Just as an aside, I guess I gotta point out that Prohibition (alcohol) didn't fly for very long, legalization of marijuana is full steam ahead & I'm going to opine that, as illegal as coke & heroin are, it hasn't stopped them from being used in a very big way.  And that's without even considering our modern ability to synthesize new drugs that are probably even more dangerous and certainly have the same effect on behavior.  I'm not saying that I believe these all to be equally dangerous or on par with unregistered guns in an urban community, but only to point out that banning something has never really worked.  My take is that most regulation, law & policing has to concentrate on those caught breaking the law and that prevention of sociopathic actions need to be dealt with in a very different way"¦ probably a way that our society, worldwide, is not ready to embrace.
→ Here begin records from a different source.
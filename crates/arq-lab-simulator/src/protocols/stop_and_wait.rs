//! Stop-and-Wait: exactly one frame outstanding at a time.

use arq_lab_abstract::{
    Ack, Frame, LinkContext, ReceiverProtocol, RunConfig, SenderProtocol, TraceEvent, TransferUnit,
};

/// Per frame the sender walks `Idle -> Sending -> AwaitingAck`, resolving to
/// either the matching ACK (advance) or a timeout (retransmit, no advance).
pub struct StopAndWaitSender {
    total: u32,
    current: u32,
    awaiting: bool,
    timeout_ms: u64,
}

impl StopAndWaitSender {
    pub fn new(config: &RunConfig) -> Self {
        Self {
            total: config.total_frames,
            current: 0,
            awaiting: false,
            timeout_ms: config.timing.timeout_ms,
        }
    }

    fn send_current(&mut self, ctx: &mut dyn LinkContext) {
        ctx.transmit(TransferUnit::Data(Frame::new(self.current)));
        ctx.start_timer(self.timeout_ms, self.current);
        self.awaiting = true;
    }
}

impl SenderProtocol for StopAndWaitSender {
    fn init(&mut self, ctx: &mut dyn LinkContext) {
        ctx.emit(TraceEvent::WindowChanged {
            base: 0,
            upper: 1.min(self.total),
        });
        self.send_current(ctx);
    }

    fn on_ack(&mut self, ctx: &mut dyn LinkContext, ack: Ack) {
        if !self.awaiting || ack.seq != self.current {
            return; // stale ACK from an earlier frame
        }
        ctx.cancel_timer(self.current);
        self.awaiting = false;
        self.current += 1;
        ctx.emit(TraceEvent::WindowChanged {
            base: self.current,
            upper: (self.current + 1).min(self.total),
        });
        if self.current < self.total {
            self.send_current(ctx);
        }
    }

    fn on_timer(&mut self, ctx: &mut dyn LinkContext, timer_id: u32) {
        if self.awaiting && timer_id == self.current {
            ctx.emit(TraceEvent::StatusChanged {
                text: format!("timeout, retransmitting frame {}", self.current),
            });
            self.send_current(ctx);
        }
    }

    fn is_complete(&self) -> bool {
        self.current >= self.total
    }
}

pub struct StopAndWaitReceiver {
    expected: u32,
}

impl StopAndWaitReceiver {
    pub fn new() -> Self {
        Self { expected: 0 }
    }
}

impl Default for StopAndWaitReceiver {
    fn default() -> Self {
        Self::new()
    }
}

impl ReceiverProtocol for StopAndWaitReceiver {
    fn on_frame(&mut self, ctx: &mut dyn LinkContext, frame: Frame) {
        if frame.seq == self.expected {
            ctx.deliver(&frame);
            self.expected += 1;
            ctx.transmit(TransferUnit::Ack(Ack::new(frame.seq)));
        } else if frame.seq < self.expected {
            // Already delivered; repair the ACK without re-delivering.
            ctx.transmit(TransferUnit::Ack(Ack::new(frame.seq)));
        } else {
            // Cannot happen with a window of one; refuse rather than buffer.
            ctx.emit(TraceEvent::FrameDiscarded {
                seq: frame.seq,
                expected: self.expected,
            });
        }
    }
}

#[cfg(test)]
mod tests {
    use super::*;
    use crate::protocols::testing::RecordingContext;
    use arq_lab_abstract::Protocol;

    fn config(total: u32) -> RunConfig {
        RunConfig::new(Protocol::StopAndWait, total, 1)
    }

    #[test]
    fn sender_advances_only_on_matching_ack() {
        let mut sender = StopAndWaitSender::new(&config(2));
        let mut ctx = RecordingContext::new();
        sender.init(&mut ctx);
        assert_eq!(ctx.out.len(), 1);
        assert_eq!(ctx.out[0].seq(), 0);

        // An ACK for a different frame changes nothing.
        sender.on_ack(&mut ctx, Ack::new(1));
        assert!(!sender.is_complete());
        assert_eq!(ctx.out.len(), 1);

        sender.on_ack(&mut ctx, Ack::new(0));
        assert_eq!(ctx.cancelled, vec![0]);
        assert_eq!(ctx.out.len(), 2);
        assert_eq!(ctx.out[1].seq(), 1);

        sender.on_ack(&mut ctx, Ack::new(1));
        assert!(sender.is_complete());
    }

    #[test]
    fn timeout_retransmits_same_frame() {
        let mut sender = StopAndWaitSender::new(&config(1));
        let mut ctx = RecordingContext::new();
        sender.init(&mut ctx);
        sender.on_timer(&mut ctx, 0);
        assert_eq!(ctx.out.len(), 2);
        assert_eq!(ctx.out[0].seq(), 0);
        assert_eq!(ctx.out[1].seq(), 0);
        // Timer for a frame no longer current is ignored.
        sender.on_ack(&mut ctx, Ack::new(0));
        sender.on_timer(&mut ctx, 0);
        assert_eq!(ctx.out.len(), 2);
    }

    #[test]
    fn receiver_reacks_duplicates_without_redelivery() {
        let mut receiver = StopAndWaitReceiver::new();
        let mut ctx = RecordingContext::new();
        receiver.on_frame(&mut ctx, Frame::new(0));
        receiver.on_frame(&mut ctx, Frame::new(0));
        assert_eq!(ctx.delivered, vec![0]);
        assert_eq!(ctx.out.len(), 2); // both arrivals ACKed
    }
}
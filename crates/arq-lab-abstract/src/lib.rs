pub mod config;
pub mod event;
pub mod frame;
pub mod interface;
pub mod scenario;

pub use config::{ChannelConfig, ConfigError, Protocol, RunConfig, TimingConfig};
pub use event::{TimedEvent, TraceEvent};
pub use frame::{Ack, Frame, TransferUnit};
pub use interface::{LinkContext, ReceiverProtocol, SenderProtocol};
pub use scenario::{RunOverride, ScenarioAction, ScenarioAssertion, TestScenario};
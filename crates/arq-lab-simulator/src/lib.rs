pub mod channel;
pub mod driver;
pub mod engine;
pub mod protocols;
pub mod scenario_runner;
pub mod trace;

pub use channel::{Channel, LossTable};
pub use driver::{CommandError, Driver, RunOutcome};
pub use engine::{Engine, NodeId};
pub use trace::RunReport;
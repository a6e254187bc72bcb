//! Pure sliding-window flow control over an ideal (lossless) link.
//!
//! The driver builds this variant on a lossless channel, so there is no
//! retransmission machinery at all: the only timer is the send pacer.

use super::{PACE_TIMER, window_upper};
use arq_lab_abstract::{
    Ack, Frame, LinkContext, ReceiverProtocol, RunConfig, SenderProtocol, TraceEvent, TransferUnit,
};

pub struct SlidingWindowSender {
    total: u32,
    window: u32,
    base: u32,
    next_seq: u32,
    stagger_ms: u64,
    pace_pending: bool,
}

impl SlidingWindowSender {
    pub fn new(config: &RunConfig) -> Self {
        Self {
            total: config.total_frames,
            window: config.effective_window(),
            base: 0,
            next_seq: 0,
            stagger_ms: config.timing.stagger_ms,
            pace_pending: false,
        }
    }

    fn upper(&self) -> u32 {
        window_upper(self.base, self.window, self.total)
    }

    /// Send at most one frame, then pace the rest of the window.
    fn pump(&mut self, ctx: &mut dyn LinkContext) {
        if self.pace_pending || self.next_seq >= self.upper() {
            return;
        }
        ctx.transmit(TransferUnit::Data(Frame::new(self.next_seq)));
        self.next_seq += 1;
        if self.next_seq < self.upper() {
            ctx.start_timer(self.stagger_ms, PACE_TIMER);
            self.pace_pending = true;
        }
    }
}

impl SenderProtocol for SlidingWindowSender {
    fn init(&mut self, ctx: &mut dyn LinkContext) {
        ctx.emit(TraceEvent::WindowChanged {
            base: 0,
            upper: self.upper(),
        });
        self.pump(ctx);
    }

    fn on_ack(&mut self, ctx: &mut dyn LinkContext, ack: Ack) {
        // Strict in-order slide: frames always arrive in order on the ideal
        // link, so only the ACK matching the base moves the window.
        if ack.seq != self.base {
            return;
        }
        self.base += 1;
        ctx.emit(TraceEvent::WindowChanged {
            base: self.base,
            upper: self.upper(),
        });
        self.pump(ctx);
    }

    fn on_timer(&mut self, ctx: &mut dyn LinkContext, timer_id: u32) {
        if timer_id == PACE_TIMER {
            self.pace_pending = false;
            self.pump(ctx);
        }
    }

    fn is_complete(&self) -> bool {
        self.base >= self.total
    }
}

pub struct SlidingWindowReceiver {
    expected: u32,
}

impl SlidingWindowReceiver {
    pub fn new() -> Self {
        Self { expected: 0 }
    }
}

impl Default for SlidingWindowReceiver {
    fn default() -> Self {
        Self::new()
    }
}

impl ReceiverProtocol for SlidingWindowReceiver {
    fn on_frame(&mut self, ctx: &mut dyn LinkContext, frame: Frame) {
        if frame.seq == self.expected {
            ctx.deliver(&frame);
            self.expected += 1;
            ctx.transmit(TransferUnit::Ack(Ack::new(frame.seq)));
        } else {
            // Unreachable on the ideal link; refuse rather than reorder.
            ctx.emit(TraceEvent::FrameDiscarded {
                seq: frame.seq,
                expected: self.expected,
            });
        }
    }
}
By the way (not directly responsive to anything you said), keeping guns out of the hands of the mentally ill sounds great until you realize that a)the prevalence of gun violence by the diagnosed mentally ill is lower than that of the rest of society & b)just about none of the acts committed to date would have been positively affected by any law to this end.  Sure, after a psychopath goes on a rampage, it's easy to say s/he was mentally ill (who would do these things who wasn't?), but that's infinitely different from knowing that these individuals, before they committed their acts, should be kept away from a gun more than, say, their next door neighbor who hasn't done anything (& probably won't).  Prediction aint our strong point, but back seat driving, on the other hand, "¦.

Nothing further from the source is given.